The namesake of "America's Soviet Ship"

The namesake of "America's Soviet Ship"

An article in The American Legion Magazine of October 2020 describes “America’s Soviet Ship.” The 15,804-ton vessel was built during the Cold War in the Soviet Union. It was launched in 1989 as Vladimir Vaslyaev. The U.S. Navy acquired the ship on the commercial market some years later. After refitting, the vessel joined Military Sealift Command in 2003. The vessel was named for Roy M. Wheat, a native of Moselle, Miss. Normally American naval ships are built in the USA - this is one exception.
Wheat was posthumously awarded the Medal of Honor for service in Vietnam when he threw himself on a mine to save two fellow Marines. Wheat arrived in Vietnam in March 1967, and was assigned duty as a rifleman with Company K, 3rd Battalion, 7th Marines, 1st Marine Division. His unit participated in numerous combat operations, including DeSoto, Webster, Arizona, Butler and Gem. Wheat was buried at Eastabuchie Cemetery in Mississippi; he was 20 years old.
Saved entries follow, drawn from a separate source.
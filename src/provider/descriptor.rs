//! Validated LMS provider metadata and authorize URL construction.

// self
use crate::{_prelude::*, error::ConfigError};

/// Path of Canvas' OAuth 2.0 authorize endpoint, relative to the instance root.
pub const CANVAS_AUTHORIZATION_PATH: &str = "login/oauth2/auth";

/// Validated description of an LMS instance acting as OAuth provider.
#[derive(Clone, Debug, PartialEq, Eq, Serialize, Deserialize)]
pub struct ProviderDescriptor {
	/// Root URL of the LMS instance.
	pub base_url: Url,
	/// Authorize endpoint, resolved against `base_url`.
	pub authorization_endpoint: Url,
}
impl ProviderDescriptor {
	/// Describes a Canvas instance rooted at `base_url`.
	pub fn canvas(base_url: Url) -> Result<Self, ConfigError> {
		Self::new(base_url, CANVAS_AUTHORIZATION_PATH)
	}

	/// Describes an instance whose authorize endpoint lives at `authorization_path`.
	pub fn new(base_url: Url, authorization_path: &str) -> Result<Self, ConfigError> {
		if !matches!(base_url.scheme(), "http" | "https") || !base_url.has_host() {
			return Err(ConfigError::UnsupportedScheme {
				field: "provider_base_url",
				url: base_url.to_string(),
			});
		}

		let authorization_endpoint =
			crate::config::join_path(&base_url, authorization_path, "provider_base_url")?;

		Ok(Self { base_url, authorization_endpoint })
	}

	/// Parses and describes a Canvas instance from raw form input.
	pub fn parse_canvas(raw: &str) -> Result<Self, ConfigError> {
		let base_url = Url::parse(raw.trim())
			.map_err(|source| ConfigError::InvalidUrl { field: "provider_base_url", source })?;

		Self::canvas(base_url)
	}

	/// Authorize URL the administrator must visit to approve the integration.
	///
	/// `state` round-trips through the provider back to the redirect handler, which uses it to
	/// find the enterprise the record belongs to.
	pub fn authorize_url(&self, client_id: &str, state: &str, redirect_uri: &Url) -> Url {
		let mut url = self.authorization_endpoint.clone();

		url.query_pairs_mut()
			.append_pair("client_id", client_id)
			.append_pair("state", state)
			.append_pair("response_type", "code")
			.append_pair("redirect_uri", redirect_uri.as_str());

		url
	}
}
In 2003, the Navy named its newest prepositioning ship USNS LCPL Roy M. Wheat (T-AK 3016). The enlisted dining facility at Naval Air Station Meridian in Mississippi was named after him in 1985, and Interstate 59 in Mississippi was named the "Roy Wheat Memorial Highway."
Scores of pictures of Mississippi Vietnam veterans who gave their lives in the war are memorialized on the walls of the Mississippi Vietnam Memorial, located at 3730 Bienville Blvd., Ocean Springs, Miss.